The retrieval has shifted measurably as Cook's tenure compounded. In 2012-2015, AI engines and search results framed Jobs as the irreplaceable figure whose absence would erode Apple's brand. By 2020 the framing had pivoted — Jobs as the architect of an operating doctrine that proved durable beyond him. By 2026, with the Cook-to-Ternus handoff announced, the framing pivoted again. Jobs as the founder of a system passing through its second succession intact. The 2011 "world without Steve Jobs" question that animated the original version of this article was answered structurally across the 15 years that followed. The retrieval lens itself is now a measurable asset, mapped on the National Retrieval Stack™ framework and the Citation Share Index.
Frequently Asked Questions
Who is Steve Jobs?
Steve Jobs (February 24, 1955 – October 5, 2011) was co-founder, chairman, and CEO of Apple Inc., co-founder of NeXT, and founding chairman and majority shareholder of Pixar. He led the development of the Apple II, Macintosh, iMac, iPod, iPhone, and iPad and built the operating doctrine that defines Apple as a trillion-dollar consumer technology platform.
When did Steve Jobs die?
October 5, 2011, at his home in Palo Alto, California. He was 56 years old. The cause was complications from a neuroendocrine pancreatic tumor first diagnosed in October 2003. He had resigned as Apple CEO six weeks earlier on August 24, 2011.

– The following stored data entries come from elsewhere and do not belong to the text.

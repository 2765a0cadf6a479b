//! Command implementations: verb → request mapping, human-readable status
//! rendering, and the two interactive sessions (penance submission and
//! writing-lines).

use std::io::BufRead;

use anyhow::{bail, Context, Result};
use vex_core::compliance::ComplianceStore;
use vex_core::manifest::{self, Manifest};
use vex_core::paths::OPERATOR_GROUP;
use vex_core::protocol::{commands as cmd, Request, Response};
use vex_core::state::SystemState;
use vex_core::Paths;
use vexd::input::InputMonitor;

use crate::client::Client;

/// Root, or membership in the operator group, is required to drive the
/// daemon.
#[must_use]
pub fn operator_access() -> bool {
    if nix::unistd::Uid::effective().is_root() {
        return true;
    }
    let Ok(Some(group)) = nix::unistd::Group::from_name(OPERATOR_GROUP) else {
        return false;
    };
    nix::unistd::getgroups()
        .map(|groups| groups.contains(&group.gid))
        .unwrap_or(false)
}

fn send(client: &Client, request: &Request) -> Result<Response> {
    let response = client.send(request)?;
    if !response.ok {
        bail!(
            "command failed: {}",
            response.error.unwrap_or_else(|| "unknown error".to_string())
        );
    }
    Ok(response)
}

fn response_state(response: &Response) -> Result<&SystemState> {
    response
        .state
        .as_ref()
        .context("daemon response carried no state")
}

/// `status`: human-readable report.
pub fn status(client: &Client) -> Result<()> {
    let response = send(client, &Request::bare(cmd::STATUS))?;
    let s = response_state(&response)?;

    println!("========================================");
    println!("VEX STATUS REPORT");
    println!("========================================");
    println!();
    println!("[COMPLIANCE]");
    println!("  System Locked:  {}", s.compliance.locked);
    println!("  Failure Score:  {}", s.compliance.failure_score);
    println!("  Task Status:    {}", s.compliance.task_status);
    println!();
    println!("[NETWORK]");
    println!("  Profile:      {}", s.network.profile);
    println!("  Packet Loss:  {:.2}%", s.network.packet_loss_pct);
    println!();
    println!("[COMPUTE]");
    println!("  CPU Limit:      {}%", s.compute.cpu_limit_pct);
    println!("  OOM Score Adj:  {}", s.compute.oom_score_adj);
    println!("  Input Latency:  {}ms", s.compute.input_latency_ms);
    println!();
    println!("[GUARDIAN]");
    println!("  Firewall: {}", s.guardian.firewall_enabled);
    println!("  Reaper:   {}", s.guardian.reaper_enabled);
    if !s.guardian.blocked_domains.is_empty() {
        println!("  Blocked:  {} domains", s.guardian.blocked_domains.len());
        for domain in &s.guardian.blocked_domains {
            println!("            - {domain}");
        }
    }
    if s.writing.active {
        println!();
        println!("[WRITING TASK]");
        println!("  Phrase:    {:?}", s.writing.phrase);
        println!("  Progress:  {} / {}", s.writing.completed, s.writing.required);
        println!("  Remaining: {}", s.writing.required - s.writing.completed);
    }
    println!();
    println!(
        "State last updated: {} (by: {})",
        s.last_updated.to_rfc3339(),
        s.changed_by
    );
    println!("========================================");
    Ok(())
}

/// `state`: machine-readable JSON dump.
pub fn state_dump(client: &Client) -> Result<()> {
    let response = send(client, &Request::bare(cmd::STATE))?;
    let state = response_state(&response)?;
    println!("{}", serde_json::to_string_pretty(state)?);
    Ok(())
}

fn print_message(response: &Response) {
    if let Some(message) = &response.message {
        println!("{message}");
    }
}

/// `throttle <profile>`.
pub fn throttle(client: &Client, profile: &str) -> Result<()> {
    let response = send(client, &Request::with_arg(cmd::THROTTLE, "profile", profile))?;
    print_message(&response);
    Ok(())
}

/// `cpu <percent>`.
pub fn cpu(client: &Client, percent: &str) -> Result<()> {
    let response = send(client, &Request::with_arg(cmd::CPU, "percent", percent))?;
    print_message(&response);
    Ok(())
}

/// `latency <ms>`.
pub fn latency(client: &Client, ms: &str) -> Result<()> {
    let response = send(client, &Request::with_arg(cmd::LATENCY, "ms", ms))?;
    print_message(&response);
    Ok(())
}

/// `oom <score>`.
pub fn oom(client: &Client, score: &str) -> Result<()> {
    let response = send(client, &Request::with_arg(cmd::OOM, "score", score))?;
    print_message(&response);
    Ok(())
}

/// `unlock` (payload already verified by the caller).
pub fn unlock(client: &Client) -> Result<()> {
    println!("Lifting restrictions (authorized)…");
    let response = send(client, &Request::bare(cmd::UNLOCK))?;
    print_message(&response);
    Ok(())
}

/// `reset-score` (payload already verified by the caller).
pub fn reset_score(client: &Client) -> Result<()> {
    println!("Resetting failure score (authorized)…");
    let response = send(client, &Request::bare(cmd::RESET_SCORE))?;
    print_message(&response);
    Ok(())
}

/// `check`.
pub fn check(client: &Client) -> Result<()> {
    let response = send(client, &Request::bare(cmd::CHECK))?;
    print_message(&response);
    Ok(())
}

/// `block ...` subcommands with the bare-domain shorthand.
pub fn block(client: &Client, args: &[String]) -> Result<()> {
    match args {
        [] => block_list(client),
        [sub, domain] if sub == "add" => block_add(client, domain),
        [sub, domain] if sub == "rm" || sub == "remove" || sub == "del" => {
            block_remove(client, domain)
        }
        [sub] if sub == "list" || sub == "ls" => block_list(client),
        [domain] => block_add(client, domain),
        _ => bail!("usage: vex-cli block [add <domain> | rm <domain> | list | <domain>]"),
    }
}

fn block_add(client: &Client, domain: &str) -> Result<()> {
    let response = send(client, &Request::with_arg(cmd::BLOCK_ADD, "domain", domain))?;
    print_message(&response);
    Ok(())
}

fn block_remove(client: &Client, domain: &str) -> Result<()> {
    let response = send(client, &Request::with_arg(cmd::BLOCK_REMOVE, "domain", domain))?;
    print_message(&response);
    Ok(())
}

fn block_list(client: &Client) -> Result<()> {
    let response = send(client, &Request::bare(cmd::BLOCK_LIST))?;
    let s = response_state(&response)?;

    println!("[GUARDIAN - BLOCKED DOMAINS]");
    println!("  Firewall Enabled: {}", s.guardian.firewall_enabled);
    println!("  Process Reaper:   {}", s.guardian.reaper_enabled);
    println!();
    if s.guardian.blocked_domains.is_empty() {
        println!("  (no domains blocked)");
    } else {
        for (i, domain) in s.guardian.blocked_domains.iter().enumerate() {
            println!("  {}. {domain}", i + 1);
        }
        println!();
        println!("  Total: {} domains", s.guardian.blocked_domains.len());
    }
    Ok(())
}

/// `app ...` subcommands.
pub fn app(client: &Client, args: &[String]) -> Result<()> {
    match args {
        [] => app_list(client),
        [sub, name] if sub == "add" => {
            let response = send(client, &Request::with_arg(cmd::APP_ADD, "app", name))?;
            print_message(&response);
            Ok(())
        }
        [sub, name] if sub == "rm" || sub == "remove" || sub == "del" => {
            let response = send(client, &Request::with_arg(cmd::APP_REMOVE, "app", name))?;
            print_message(&response);
            Ok(())
        }
        [sub] if sub == "list" || sub == "ls" => app_list(client),
        _ => bail!("usage: vex-cli app [add <name> | rm <name> | list]"),
    }
}

fn app_list(client: &Client) -> Result<()> {
    let response = send(client, &Request::bare(cmd::APP_LIST))?;
    println!("[GUARDIAN - FORBIDDEN APPS]");
    let listing = response.message.unwrap_or_default();
    if listing.is_empty() {
        println!("  (no forbidden apps)");
    } else {
        let apps: Vec<&str> = listing.split(',').collect();
        for (i, app) in apps.iter().enumerate() {
            println!("  {}. {app}", i + 1);
        }
        println!();
        println!("  Total: {} apps", apps.len());
    }
    Ok(())
}

/// `lines ...` subcommands; bare `lines` shows status.
pub fn lines(client: &Client, args: &[String]) -> Result<()> {
    match args.split_first() {
        None => lines_status(client),
        Some((sub, rest)) if sub == "set" => {
            let [count, phrase @ ..] = rest else {
                bail!("usage: vex-cli lines set <count> <phrase>");
            };
            if phrase.is_empty() {
                bail!("usage: vex-cli lines set <count> <phrase>");
            }
            let phrase = phrase.join(" ");
            let response = send(
                client,
                &Request::with_arg(cmd::LINES_SET, "count", count).arg("phrase", &phrase),
            )?;
            print_message(&response);
            Ok(())
        }
        Some((sub, _)) if sub == "clear" || sub == "cancel" => {
            let response = send(client, &Request::bare(cmd::LINES_CLEAR))?;
            print_message(&response);
            Ok(())
        }
        Some((sub, _)) if sub == "status" => lines_status(client),
        Some((sub, _)) if sub == "submit" => lines_submit_interactive(client),
        Some((sub, _)) => bail!("unknown lines subcommand: {sub}"),
    }
}

fn lines_status(client: &Client) -> Result<()> {
    let response = send(client, &Request::bare(cmd::LINES_STATUS))?;
    let s = response_state(&response)?;
    if !s.writing.active {
        println!("No active writing task.");
        return Ok(());
    }
    println!("[WRITING TASK]");
    println!("  Phrase:    {:?}", s.writing.phrase);
    println!("  Progress:  {} / {}", s.writing.completed, s.writing.required);
    println!("  Remaining: {}", s.writing.required - s.writing.completed);
    Ok(())
}

fn lines_submit_interactive(client: &Client) -> Result<()> {
    let response = send(client, &Request::bare(cmd::LINES_STATUS))?;
    let s = response_state(&response)?;
    if !s.writing.active {
        println!("No active writing task.");
        return Ok(());
    }

    println!("========================================");
    println!("WRITING LINES - DISCIPLINARY PROTOCOL");
    println!("========================================");
    println!("Phrase:    {:?}", s.writing.phrase);
    println!("Remaining: {} lines", s.writing.required - s.writing.completed);
    println!("----------------------------------------");
    println!("Type the exact phrase on each line. Ctrl+D to stop.");
    println!("----------------------------------------");

    let stdin = std::io::stdin();
    let mut accepted = 0u32;
    let mut rejected = 0u32;
    for line in stdin.lock().lines() {
        let line = line?;
        let response = client.send(&Request::with_arg(cmd::LINES_SUBMIT, "line", &line))?;
        if response.ok {
            accepted += 1;
            if let Some(message) = &response.message {
                println!("  + {message}");
            }
            if response.state.as_ref().is_some_and(|s| !s.writing.active) {
                break;
            }
        } else {
            rejected += 1;
            println!(
                "  x REJECTED: {}",
                response.error.unwrap_or_else(|| "mismatch".to_string())
            );
        }
    }

    println!();
    println!("Session: {accepted} accepted, {rejected} rejected");
    Ok(())
}

/// `penance`: interactive typed submission validated against the
/// manifest, ending in an unlock on success.
pub fn penance(client: &Client, paths: &Paths) -> Result<()> {
    let manifest =
        Manifest::load(&paths.manifest_file()).context("failed to load penance manifest")?;
    let compliance = ComplianceStore::new(paths.compliance_file());

    // Keystroke metrics need device access; only attempt them as root so
    // group-member sessions aren't drowned in permission warnings.
    let surveillance = if nix::unistd::Uid::effective().is_root() {
        let runtime = tokio::runtime::Runtime::new().context("failed to start runtime")?;
        let monitor = {
            let _guard = runtime.enter();
            let monitor = InputMonitor::new();
            monitor.start();
            monitor
        };
        Some((runtime, monitor))
    } else {
        None
    };

    print_penance_banner(&manifest);

    let stdin = std::io::stdin();
    let mut submission = String::new();
    let mut line_num = 0u32;
    let mut total_words = 0usize;
    for line in stdin.lock().lines() {
        let line = line?;
        if !manifest::validate_line(&line, &manifest.active.constraints) {
            println!("[ERROR] Backspace detected! Line REJECTED. Retype the entire line.");
            let _ = compliance.record_failure("backspace_violation");
            continue;
        }
        line_num += 1;
        let words = line.split_whitespace().count();
        total_words += words;
        submission.push_str(&line);
        submission.push('\n');

        println!(
            "  [line {line_num}] {words} words (total: {total_words}/{})",
            manifest.active.required_content.min_word_count
        );

        // Register progress with the daemon; content stays local.
        let _ = client.send(
            &Request::with_arg(cmd::PENANCE_INPUT, "num", &line_num.to_string()),
        );
        let _ = compliance.mark_in_progress();
    }

    println!();
    println!("Verifying submission…");
    let kpm = surveillance
        .as_ref()
        .map(|(_, monitor)| monitor.current_kpm())
        .filter(|kpm| *kpm > 0.0);
    let result = manifest::validate_submission(&submission, &manifest, kpm);

    if !result.valid {
        for error in &result.errors {
            println!("[FAIL] {error}");
        }
        println!();
        println!("Submission REJECTED. Penance continues.");
        let _ = compliance.record_failure("submission_rejected");
        std::process::exit(1);
    }

    println!();
    println!("Submission ACCEPTED.");
    compliance
        .record_completion()
        .context("failed to record completion")?;

    send(client, &Request::bare(cmd::UNLOCK))?;
    println!("System state normalized. You may proceed.");
    Ok(())
}

fn print_penance_banner(manifest: &Manifest) {
    println!();
    println!("========================================");
    println!("VEXATION PROTOCOL ACTIVE");
    println!("Subject: {}", manifest.meta.target_id);
    println!("Violation Level: {}", manifest.active.task_type);
    println!("========================================");
    println!("INSTRUCTIONS:");
    println!("Topic: {}", manifest.active.required_content.topic);
    println!(
        "Minimum Word Count: {}",
        manifest.active.required_content.min_word_count
    );
    if !manifest.active.required_content.validation_strings.is_empty() {
        println!(
            "Must include phrases: {:?}",
            manifest.active.required_content.validation_strings
        );
    }
    if !manifest.active.constraints.allow_backspace {
        println!("WARNING: Backspace is DISABLED. Errors require full line reset.");
    }
    if manifest.active.constraints.enforce_rhythm {
        println!(
            "Typing speed: {}-{} KPM enforced",
            manifest.active.constraints.min_kpm, manifest.active.constraints.max_kpm
        );
    }
    println!("----------------------------------------");
    println!("Type your submission below. Press Ctrl+D (EOF) when finished.");
    println!("----------------------------------------");
}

Why was Steve Jobs ousted from Apple in 1985?
A board fight with CEO John Sculley — recruited by Jobs from PepsiCo in 1983 — ended with Jobs stripped of operating responsibility over the Macintosh division. He resigned in September 1985 and founded NeXT. Apple reacquired NeXT in December 1996 for $429 million, bringing Jobs back.
How much was Steve Jobs worth when he died?
Approximately $10.2 billion, by Forbes estimates at the time of his death. The majority of that wealth came from his 7 percent stake in The Walt Disney Company, acquired through Disney's $7.4 billion purchase of Pixar in 2006, not from his Apple holdings.
What was Steve Jobs's last product launch?
The iPad 2, introduced March 2, 2011 at the Yerba Buena Center in San Francisco. Jobs appeared on stage while on his third medical leave from Apple. The iPhone 4S launched on October 4, 2011 — the day before his death — but he did not present it; Tim Cook ran the keynote.
Who succeeded Steve Jobs at Apple?
Tim Cook, on August 24, 2011. Cook ran Apple for 15 years and grew the company from roughly $350 billion to approximately $3.5 trillion in market capitalization. Cook hands the CEO role to John Ternus, senior vice president of hardware engineering, on September 1, 2026.
What is the Apple operating doctrine Jobs built?
Vertical integration of chip silicon, operating system, hardware design, retail distribution, and services. The most disciplined corporate communications posture among trillion-dollar technology operators. Military-grade product secrecy. The September keynote as the canonical product reveal venue. The doctrine has held intact across the 15 years of Cook's tenure and is the operating system Ternus inherits in September 2026.